_Task_: Every line holding "model" should be copied from the records below.

_Dataset entries_:
//! AI summary of the documents matching a query.

use console_common::model::SummaryResponse;
use yew::prelude::*;

use super::request_state::RequestState;

mod view;

#[derive(Properties, PartialEq)]
pub struct SummarizationProps {
    pub state: RequestState<SummaryResponse>,
    pub on_open_file: Callback<String>,
}

pub struct Summarization;

impl Component for Summarization {
    type Message = ();
    type Properties = SummarizationProps;

    fn create(_ctx: &Context<Self>) -> Self {
        Summarization
    }

    fn view(&self, ctx: &Context<Self>) -> Html {
        view::view(ctx.props())
    }
}
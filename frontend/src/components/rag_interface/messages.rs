use console_common::api::ApiError;
use console_common::health::HealthReport;
use console_common::model::{FileContent, SearchResponse, SearchType, SummaryResponse};
use console_common::notify::BannerKind;
use uuid::Uuid;

use super::state::Mode;

pub enum Msg {
    CheckHealth,
    HealthChecked(Result<HealthReport, ApiError>),
    /// Operator asked for a new probe after retries were exhausted.
    RetryHealth,

    LoadIndexes,
    IndexesLoaded(Result<Vec<String>, ApiError>),
    SelectIndex(String),

    SetMode(Mode),
    SetSearchType(SearchType),
    UpdateQuery(String),
    SetMaxResults(String),
    SetMinScore(String),
    UpdateCustomPrompt(String),
    ToggleVectors,
    ToggleAdvanced,

    Submit,
    SearchFinished(Result<SearchResponse, ApiError>),
    SummaryFinished(Result<SummaryResponse, ApiError>),

    Notify(BannerKind, String),
    DismissBanner(Uuid),

    ToggleAdmin,

    OpenFile(String),
    FileLoaded { path: String, result: Result<FileContent, ApiError> },
    CloseFile,
}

_Exercise result_:
use console_common::model::SummaryResponse;
use console_common::model::{FileContent, SearchResponse, SearchType, SummaryResponse};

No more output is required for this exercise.